ALKBH5/MAP3K8 轴调节 PD-L1+巨噬细胞浸润并促进肝细胞癌进展。
Int J Biol Sci. 2022 Aug 1;18(13):5001-5018. doi: 10.7150/ijbs.70149. eCollection 2022.
4
Bone metastasis of hepatocellular carcinoma: facts and hopes from clinical and translational perspectives.肝细胞癌的骨转移:从临床和转化角度的事实和希望。
Front Med. 2022 Aug;16(4):551-573. doi: 10.1007/s11684-022-0928-z. Epub 2022 Jul 19.
5
Cancer-cell-secreted miR-122 suppresses O-GlcNAcylation to promote skeletal muscle proteolysis.癌细胞分泌的 miR-122 抑制 O-GlcNAc 化以促进骨骼肌蛋白水解。
Nat Cell Biol. 2022 May;24(5):793-804. doi: 10.1038/s41556-022-00893-0. Epub 2022 Apr 25.
6
Defects in a liver-bone axis contribute to hepatic osteodystrophy disease progression.肝脏-骨骼轴的缺陷导致肝性骨营养不良疾病的进展。

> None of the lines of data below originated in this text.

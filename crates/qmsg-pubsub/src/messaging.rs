//! Messaging facade: the only object application code talks to.

use std::sync::Arc;

use async_trait::async_trait;
use bytes::Bytes;
use chrono::Utc;

use qmsg_core::error::{QmsgError, Result};
use qmsg_core::protocol::{codec, header, Attributes};
use qmsg_core::protocol::header::IntoUtc;
use qmsg_core::record::{Record, RecordType};
use qmsg_core::Registry;

use crate::config::MessagingConfig;
use crate::envelope::Envelope;
use crate::transport::{RawMessage, RetryPolicy, RetryingClient, Transport};

/// Push-delivery handler. Each delivered message arrives in its own envelope.
#[async_trait]
pub trait EnvelopeHandler: Send + Sync {
    async fn handle(&self, envelope: Envelope) -> Result<()>;
}

#[derive(Debug, Clone)]
pub struct Messaging {
    client: Arc<RetryingClient>,
    dead_letter_client: Arc<RetryingClient>,
    registry: Arc<Registry>,
}

impl Messaging {
    pub fn new(
        client: Arc<RetryingClient>,
        dead_letter_client: Arc<RetryingClient>,
        registry: Arc<Registry>,
    ) -> Self {
        Self {
            client,
            dead_letter_client,
            registry,
        }
    }

    /// Validate `cfg`, build the registry and both clients.
    ///
    /// Every configuration problem is reported here rather than on first use.
    pub fn from_config(
        cfg: &MessagingConfig,
        transport: Arc<dyn Transport>,
        types: impl IntoIterator<Item = RecordType>,
    ) -> Result<Self> {
        cfg.validate()?;
        let registry = Registry::build(types)?;
        let policy = RetryPolicy::from(&cfg.retry);

        let client = RetryingClient::new(
            Arc::clone(&transport),
            cfg.topic_path(),
            cfg.subscription_path(),
            policy,
        );
        let dead_letter_client = RetryingClient::new(
            transport,
            cfg.dead_letter_topic_path(),
            cfg.subscription_path(),
            policy,
        );

        tracing::info!(
            topic = client.topic(),
            subscription = client.subscription(),
            dead_letter_topic = dead_letter_client.topic(),
            types = registry.len(),
            "messaging ready"
        );

        Ok(Self::new(
            Arc::new(client),
            Arc::new(dead_letter_client),
            Arc::new(registry),
        ))
    }

    pub fn registry(&self) -> &Registry {
        &self.registry
    }

    /// Encode and publish `record`, returning the transport message id.
    pub async fn send<R: Record>(&self, record: &R) -> Result<String> {
        self.send_at(record, Utc::now()).await
    }

    /// Like `send`, with an explicit header timestamp.
    pub async fn send_at<R: Record>(&self, record: &R, now: impl IntoUtc) -> Result<String> {
        let attributes = header::create_attributes_at(record, &self.registry, now)?;
        let payload = codec::encode(record)?;
        self.publish(payload, attributes).await
    }

    async fn publish(&self, payload: String, attributes: Attributes) -> Result<String> {
        match self
            .client
            .publish(Bytes::from(payload.clone()), &attributes)
            .await
        {
            Ok(message_id) => {
                tracing::debug!(%message_id, tag = ?attributes.get(header::TYPE_KEY), "message sent");
                Ok(message_id)
            }
            Err(e) => Err(QmsgError::messaging(
                "error while sending a message",
                attributes,
                Some(payload),
                e,
            )),
        }
    }

    /// Pull one message. The envelope is empty when none was available.
    pub async fn receive(&self) -> Result<Envelope> {
        let pulled = self.client.pull().await.map_err(|e| {
            QmsgError::messaging("error while receiving a message", Attributes::new(), None, e)
        })?;
        Ok(self.wrap(pulled))
    }

    /// Push delivery: hand every message to `handler` until the stream ends.
    ///
    /// A handler error is logged and the message is left unsettled so the
    /// transport redelivers it.
    pub async fn listen(&self, handler: Arc<dyn EnvelopeHandler>) -> Result<()> {
        let mut delivery = self.client.subscribe().await.map_err(|e| {
            QmsgError::messaging("error while receiving a message", Attributes::new(), None, e)
        })?;

        while let Some(raw) = delivery.recv().await {
            let message_id = raw.message_id.clone();
            if let Err(e) = handler.handle(self.wrap(Some(raw))).await {
                tracing::warn!(%message_id, error = %e, "handler failed, message left for redelivery");
            }
        }
        tracing::debug!(subscription = self.client.subscription(), "delivery stream closed");
        Ok(())
    }

    fn wrap(&self, message: Option<RawMessage>) -> Envelope {
        Envelope::new(
            message,
            Arc::clone(&self.client),
            Arc::clone(&self.dead_letter_client),
            Arc::clone(&self.registry),
        )
    }
}
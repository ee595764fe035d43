//! Envelope behaviour: lazy decoding, acknowledgement and dead-lettering.

#![allow(clippy::unwrap_used)]
#![allow(clippy::expect_used)]
#![allow(clippy::panic)]

use std::sync::Arc;

use qmsg_core::error::{QmsgError, Settlement, TransportError, TransportErrorKind};
use qmsg_core::record::DecodedRecord;
use qmsg_core::ErrorKind;
use qmsg_pubsub::testing::{raw_message, Call, ScriptedTransport};
use qmsg_pubsub::Envelope;

use fixtures::{fancy, messaging, FancyEvent, DEAD_LETTER_TOPIC, FANCY_PAYLOAD, FANCY_TIMESTAMP, SUBSCRIPTION};

const ATTRS: &[(&str, &str)] = &[("type", "FancyEvent"), ("timestamp", FANCY_TIMESTAMP)];

async fn received(transport: &Arc<ScriptedTransport>, payload: &str, attrs: &[(&str, &str)]) -> Envelope {
    transport.push_pull(raw_message("ack-1", payload, attrs));
    messaging(transport.clone()).receive().await.unwrap()
}

#[tokio::test]
async fn model_decodes_registered_payload() {
    let transport = Arc::new(ScriptedTransport::new());
    let mut envelope = received(&transport, FANCY_PAYLOAD, ATTRS).await;

    assert!(!envelope.is_empty());
    assert_eq!(envelope.message_id(), Some("id-ack-1"));
    assert_eq!(envelope.model_as::<FancyEvent>().unwrap(), &fancy());
    assert_eq!(envelope.model().unwrap().tag(), "FancyEvent");

    let header = envelope.header().unwrap();
    assert_eq!(header.msg_type, "FancyEvent");
}

#[tokio::test]
async fn decoded_record_is_cached() {
    let transport = Arc::new(ScriptedTransport::new());
    let mut envelope = received(&transport, FANCY_PAYLOAD, ATTRS).await;

    let first: *const DecodedRecord = envelope.model().unwrap();
    let second: *const DecodedRecord = envelope.model().unwrap();
    let typed: *const FancyEvent = envelope.model_as::<FancyEvent>().unwrap();

    assert_eq!(first, second);
    // the typed view borrows the same cached record
    assert_eq!(typed, envelope.model().unwrap().downcast_ref::<FancyEvent>().unwrap() as *const _);
}

#[tokio::test]
async fn decode_failure_is_cached() {
    let transport = Arc::new(ScriptedTransport::new());
    let mut envelope = received(
        &transport,
        FANCY_PAYLOAD,
        &[("type", "NobodyKnowsMe"), ("timestamp", FANCY_TIMESTAMP)],
    )
    .await;

    let first = envelope.model().unwrap_err();
    let second = envelope.model().unwrap_err();
    assert_eq!(first.kind(), ErrorKind::Decoding);
    assert_eq!(first.to_string(), second.to_string());
    assert!(first.to_string().contains("unknown type: NobodyKnowsMe"));
}

#[tokio::test]
async fn missing_header_surfaces_on_model() {
    let transport = Arc::new(ScriptedTransport::new());
    let mut envelope = received(&transport, FANCY_PAYLOAD, &[("type", "FancyEvent")]).await;

    assert!(envelope.header().is_err());
    assert!(envelope.model().is_err());
}

#[tokio::test]
async fn wrong_typed_view_is_a_decoding_error() {
    let transport = Arc::new(ScriptedTransport::new());
    let mut envelope = received(&transport, FANCY_PAYLOAD, ATTRS).await;

    let err = envelope.model_as::<fixtures::OtherEvent>().unwrap_err();
    assert_eq!(err.kind(), ErrorKind::Decoding);
}

#[tokio::test]
async fn empty_envelope_reports_no_messages() {
    let transport = Arc::new(ScriptedTransport::new());
    let mut envelope = messaging(transport.clone()).receive().await.unwrap();

    assert!(envelope.is_empty());
    assert_eq!(envelope.model().unwrap_err().kind(), ErrorKind::NoMessagesReceived);
    assert_eq!(envelope.acknowledge().await.unwrap_err().kind(), ErrorKind::NoMessagesReceived);
    assert_eq!(
        envelope.mark_as_dead_letter().await.unwrap_err().kind(),
        ErrorKind::NoMessagesReceived
    );
    assert!(transport.acknowledgements().is_empty());
}

#[tokio::test]
async fn acknowledge_settles_once() {
    let transport = Arc::new(ScriptedTransport::new());
    let mut envelope = received(&transport, FANCY_PAYLOAD, ATTRS).await;

    envelope.acknowledge().await.unwrap();
    assert_eq!(envelope.settlement(), Some(Settlement::Acknowledged));
    assert_eq!(
        transport.acknowledgements(),
        vec![Call::Acknowledge {
            source: SUBSCRIPTION.into(),
            ack_id: "ack-1".into(),
        }]
    );

    let err = envelope.acknowledge().await.unwrap_err();
    assert!(matches!(err, QmsgError::AlreadySettled(Settlement::Acknowledged)));
    assert_eq!(transport.acknowledgements().len(), 1);
}

#[tokio::test]
async fn dead_letter_copies_then_acknowledges() {
    let transport = Arc::new(ScriptedTransport::new());
    let mut envelope = received(&transport, "not even json", ATTRS).await;

    assert!(envelope.model().is_err());
    envelope.mark_as_dead_letter().await.unwrap();

    let calls = transport.calls();
    let copy_at = calls
        .iter()
        .position(|c| matches!(c, Call::Publish { .. }))
        .expect("no dead letter publish");
    let ack_at = calls
        .iter()
        .position(|c| matches!(c, Call::Acknowledge { .. }))
        .expect("no acknowledge");
    assert!(copy_at < ack_at);

    let copies = transport.publishes_to(DEAD_LETTER_TOPIC);
    assert_eq!(copies.len(), 1);
    match &copies[0] {
        Call::Publish { payload, attributes, .. } => {
            assert_eq!(payload.as_ref(), b"not even json");
            assert_eq!(attributes.get("type").map(String::as_str), Some("FancyEvent"));
            assert_eq!(attributes.get("timestamp").map(String::as_str), Some(FANCY_TIMESTAMP));
            assert_eq!(attributes.len(), 2);
        }
        other => panic!("unexpected call: {other:?}"),
    }
    assert_eq!(transport.acknowledgements().len(), 1);
    assert_eq!(envelope.settlement(), Some(Settlement::DeadLettered));

    let err = envelope.acknowledge().await.unwrap_err();
    assert!(matches!(err, QmsgError::AlreadySettled(Settlement::DeadLettered)));
}

#[tokio::test]
async fn failed_dead_letter_copy_leaves_message_unacknowledged() {
    let transport = Arc::new(ScriptedTransport::new());
    transport.fail_publish(
        DEAD_LETTER_TOPIC,
        [TransportError::new(TransportErrorKind::PermissionDenied, "denied")],
    );
    let mut envelope = received(&transport, FANCY_PAYLOAD, ATTRS).await;

    let err = envelope.mark_as_dead_letter().await.unwrap_err();

    assert_eq!(err.kind(), ErrorKind::QueueMessaging);
    assert!(err.to_string().contains("dead letter queue"));
    match &err {
        QmsgError::Messaging { attributes, payload, source, .. } => {
            assert_eq!(attributes.get("type").map(String::as_str), Some("FancyEvent"));
            assert_eq!(payload.as_deref(), Some(FANCY_PAYLOAD));
            assert_eq!(source.kind(), ErrorKind::QueueClient);
        }
        other => panic!("unexpected error: {other:?}"),
    }
    assert!(transport.acknowledgements().is_empty());
    assert_eq!(envelope.settlement(), None);
}

#[tokio::test]
async fn exhausted_dead_letter_retries_keep_transient_cause() {
    let transport = Arc::new(ScriptedTransport::new());
    transport.fail_publish(
        DEAD_LETTER_TOPIC,
        (0..3).map(|_| TransportError::new(TransportErrorKind::BrokenPipe, "pipe")),
    );
    let mut envelope = received(&transport, FANCY_PAYLOAD, ATTRS).await;

    let err = envelope.mark_as_dead_letter().await.unwrap_err();

    assert_eq!(err.kind(), ErrorKind::QueueMessaging);
    assert_eq!(err.transport_error().unwrap().kind, TransportErrorKind::BrokenPipe);
    assert_eq!(transport.publishes_to(DEAD_LETTER_TOPIC).len(), 3);
    assert!(transport.acknowledgements().is_empty());
}

#[tokio::test]
async fn dead_letter_retry_after_failed_ack_does_not_copy_again() {
    let transport = Arc::new(ScriptedTransport::new());
    transport.fail_acknowledge(SUBSCRIPTION, [TransportError::not_found("ack deadline expired")]);
    let mut envelope = received(&transport, FANCY_PAYLOAD, ATTRS).await;

    let err = envelope.mark_as_dead_letter().await.unwrap_err();
    assert!(err.to_string().contains("acknowledging"));
    assert_eq!(envelope.settlement(), None);

    envelope.mark_as_dead_letter().await.unwrap();

    assert_eq!(transport.publishes_to(DEAD_LETTER_TOPIC).len(), 1);
    assert_eq!(transport.acknowledgements().len(), 2);
    assert_eq!(envelope.settlement(), Some(Settlement::DeadLettered));
}
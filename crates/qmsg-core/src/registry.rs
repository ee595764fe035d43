//! Type registry: wire tag <-> record type.
//!
//! Built once at startup and read-only afterwards, so it can be shared behind
//! an `Arc` by every envelope and codec call.

use std::any::TypeId;
use std::collections::HashMap;

use crate::error::{QmsgError, Result};
use crate::record::{Record, RecordType};

#[derive(Debug, Default)]
pub struct Registry {
    by_tag: HashMap<&'static str, RecordType>,
    by_type: HashMap<TypeId, &'static str>,
}

impl Registry {
    /// Build a registry, rejecting missing tags and any repeated tag or type.
    pub fn build(types: impl IntoIterator<Item = RecordType>) -> Result<Self> {
        let mut registry = Registry::default();

        for rt in types {
            let tag = rt.tag().ok_or_else(|| {
                QmsgError::Configuration(format!(
                    "expected record type with a declared tag: {}",
                    rt.type_name()
                ))
            })?;

            if let Some(existing) = registry.by_type.get(&rt.type_id()) {
                return Err(QmsgError::Configuration(format!(
                    "record type {} registered under multiple tags: {existing}, {tag}",
                    rt.type_name()
                )));
            }
            if registry.by_tag.contains_key(tag) {
                return Err(QmsgError::Configuration(format!(
                    "multiple record types defined for tag: {tag}"
                )));
            }

            registry.by_type.insert(rt.type_id(), tag);
            registry.by_tag.insert(tag, rt);
        }

        tracing::debug!(types = registry.len(), "type registry built");
        Ok(registry)
    }

    pub fn tag_for<R: Record>(&self) -> Option<&'static str> {
        self.tag_for_type(TypeId::of::<R>())
    }

    pub fn tag_for_type(&self, type_id: TypeId) -> Option<&'static str> {
        self.by_type.get(&type_id).copied()
    }

    pub fn type_for(&self, tag: &str) -> Option<&RecordType> {
        self.by_tag.get(tag)
    }

    pub fn len(&self) -> usize {
        self.by_tag.len()
    }

    pub fn is_empty(&self) -> bool {
        self.by_tag.is_empty()
    }

    pub fn tags(&self) -> Vec<&'static str> {
        let mut tags: Vec<_> = self.by_tag.keys().copied().collect();
        tags.sort_unstable();
        tags
    }
}
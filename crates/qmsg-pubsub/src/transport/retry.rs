//! Bounded retry around transport calls.
//!
//! Per call: attempt -> success | transient error (attempts left: try again)
//! | transient error (budget spent: re-raise as-is) | permanent error (wrap,
//! no retry). Attempts run strictly one after another.

use std::future::Future;
use std::sync::Arc;
use std::time::Duration;

use backoff::{backoff::Backoff, ExponentialBackoff};
use bytes::Bytes;

use qmsg_core::error::{QmsgError, Result, TransportError};
use qmsg_core::protocol::Attributes;

use super::{Delivery, RawMessage, Transport};
use crate::config::RetrySection;

/// Attempt budget and delay schedule between attempts.
#[derive(Debug, Clone, Copy, PartialEq)]
pub struct RetryPolicy {
    pub max_attempts: u32,
    /// First delay; zero retries immediately.
    pub backoff: Duration,
    pub max_backoff: Duration,
    pub multiplier: f64,
}

impl Default for RetryPolicy {
    fn default() -> Self {
        Self {
            max_attempts: 3,
            backoff: Duration::ZERO,
            max_backoff: Duration::from_secs(10),
            multiplier: 2.0,
        }
    }
}

impl From<&RetrySection> for RetryPolicy {
    fn from(section: &RetrySection) -> Self {
        Self {
            max_attempts: section.max_attempts,
            backoff: Duration::from_millis(section.backoff_ms),
            max_backoff: Duration::from_millis(section.max_backoff_ms),
            multiplier: section.multiplier,
        }
    }
}

/// Delay schedule for one retried call. No jitter and no elapsed-time limit:
/// the attempt budget alone ends the loop.
pub fn build_backoff(policy: &RetryPolicy) -> ExponentialBackoff {
    ExponentialBackoff {
        current_interval: policy.backoff,
        initial_interval: policy.backoff,
        max_interval: policy.max_backoff.max(policy.backoff),
        randomization_factor: 0.0,
        multiplier: policy.multiplier.max(1.0),
        max_elapsed_time: None,
        ..ExponentialBackoff::default()
    }
}

/// Run `op` until it succeeds, fails with a non-retryable error, or the
/// attempt budget is spent. The last error is returned unchanged.
pub async fn retry<T, E, F, Fut, P>(
    policy: &RetryPolicy,
    op_name: &'static str,
    is_retryable: P,
    mut op: F,
) -> std::result::Result<T, E>
where
    F: FnMut() -> Fut,
    Fut: Future<Output = std::result::Result<T, E>>,
    P: Fn(&E) -> bool,
    E: std::fmt::Display,
{
    let max_attempts = policy.max_attempts.max(1);
    let mut schedule = build_backoff(policy);
    let mut attempt = 1;
    loop {
        match op().await {
            Ok(v) => return Ok(v),
            Err(e) if is_retryable(&e) && attempt < max_attempts => {
                let delay = schedule.next_backoff().unwrap_or(policy.max_backoff);
                tracing::warn!(
                    op = op_name,
                    attempt,
                    max_attempts,
                    delay_ms = delay.as_millis() as u64,
                    error = %e,
                    "transient failure, retrying"
                );
                attempt += 1;
                if !delay.is_zero() {
                    tokio::time::sleep(delay).await;
                }
            }
            Err(e) => return Err(e),
        }
    }
}

/// Transport bound to one topic/subscription pair, with the retry policy
/// applied to every call.
#[derive(Clone)]
pub struct RetryingClient {
    transport: Arc<dyn Transport>,
    topic: String,
    subscription: String,
    policy: RetryPolicy,
}

impl RetryingClient {
    pub fn new(
        transport: Arc<dyn Transport>,
        topic: impl Into<String>,
        subscription: impl Into<String>,
        policy: RetryPolicy,
    ) -> Self {
        Self {
            transport,
            topic: topic.into(),
            subscription: subscription.into(),
            policy,
        }
    }

    pub fn topic(&self) -> &str {
        &self.topic
    }

    pub fn subscription(&self) -> &str {
        &self.subscription
    }

    pub fn policy(&self) -> &RetryPolicy {
        &self.policy
    }

    pub async fn publish(&self, payload: Bytes, attributes: &Attributes) -> Result<String> {
        let res = retry(&self.policy, "publish", TransportError::is_transient, || {
            self.transport
                .publish(&self.topic, payload.clone(), attributes)
        })
        .await;
        classify(res, "error while sending a message")
    }

    pub async fn pull(&self) -> Result<Option<RawMessage>> {
        let res = retry(&self.policy, "pull", TransportError::is_transient, || {
            self.transport.pull(&self.subscription)
        })
        .await;
        classify(res, "error while pulling a message")
    }

    pub async fn acknowledge(&self, ack_id: &str) -> Result<()> {
        let res = retry(&self.policy, "acknowledge", TransportError::is_transient, || {
            self.transport.acknowledge(&self.subscription, ack_id)
        })
        .await;
        classify(res, "error while acknowledging a message")
    }

    pub async fn subscribe(&self) -> Result<Delivery> {
        let res = retry(&self.policy, "subscribe", TransportError::is_transient, || {
            self.transport.subscribe(&self.subscription)
        })
        .await;
        classify(res, "error while subscribing")
    }
}

impl std::fmt::Debug for RetryingClient {
    fn fmt(&self, f: &mut std::fmt::Formatter<'_>) -> std::fmt::Result {
        f.debug_struct("RetryingClient")
            .field("topic", &self.topic)
            .field("subscription", &self.subscription)
            .field("policy", &self.policy)
            .finish()
    }
}

/// Exhausted transient errors pass through unchanged; permanent ones become
/// `QmsgError::Client`.
fn classify<T>(res: std::result::Result<T, TransportError>, message: &str) -> Result<T> {
    res.map_err(|e| {
        if e.is_transient() {
            QmsgError::Transport(e)
        } else {
            QmsgError::Client {
                message: message.to_owned(),
                source: e,
            }
        }
    })
}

Cell Metab. 2022 Mar 1;34(3):441-457.e7. doi: 10.1016/j.cmet.2022.02.006.
7
METTL16 exerts an mA-independent function to facilitate translation and tumorigenesis.METTL16 发挥非 mA 依赖的功能以促进翻译和肿瘤发生。
Nat Cell Biol. 2022 Feb;24(2):205-216. doi: 10.1038/s41556-021-00835-2. Epub 2022 Feb 10.
8
The homogeneity and heterogeneity of occurrence, characteristics, and prognosis in hepatocellular carcinoma patients with synchronous and metachronous bone metastasis.同时性和异时性骨转移肝细胞癌患者发病、特征及预后的同质性和异质性
J Cancer. 2022 Jan 1;13(2):393-400. doi: 10.7150/jca.65308. eCollection 2022.
9
RNA demethylase ALKBH5 in cancer: from mechanisms to therapeutic potential.RNA 去甲基酶 ALKBH5 在癌症中的作用:从机制到治疗潜力。
J Hematol Oncol. 2022 Jan 21;15(1):8. doi: 10.1186/s13045-022-01224-4.
10
SMC1A regulated by KIAA1429 in m6A-independent manner promotes EMT progress in breast cancer.由KIAA1429以不依赖于m6A的方式调控的SMC1A促进乳腺癌的上皮-间质转化进程。
Mol Ther Nucleic Acids. 2021 Aug 19;27:133-146. doi: 10.1016/j.omtn.2021.08.009. eCollection 2022 Mar 8.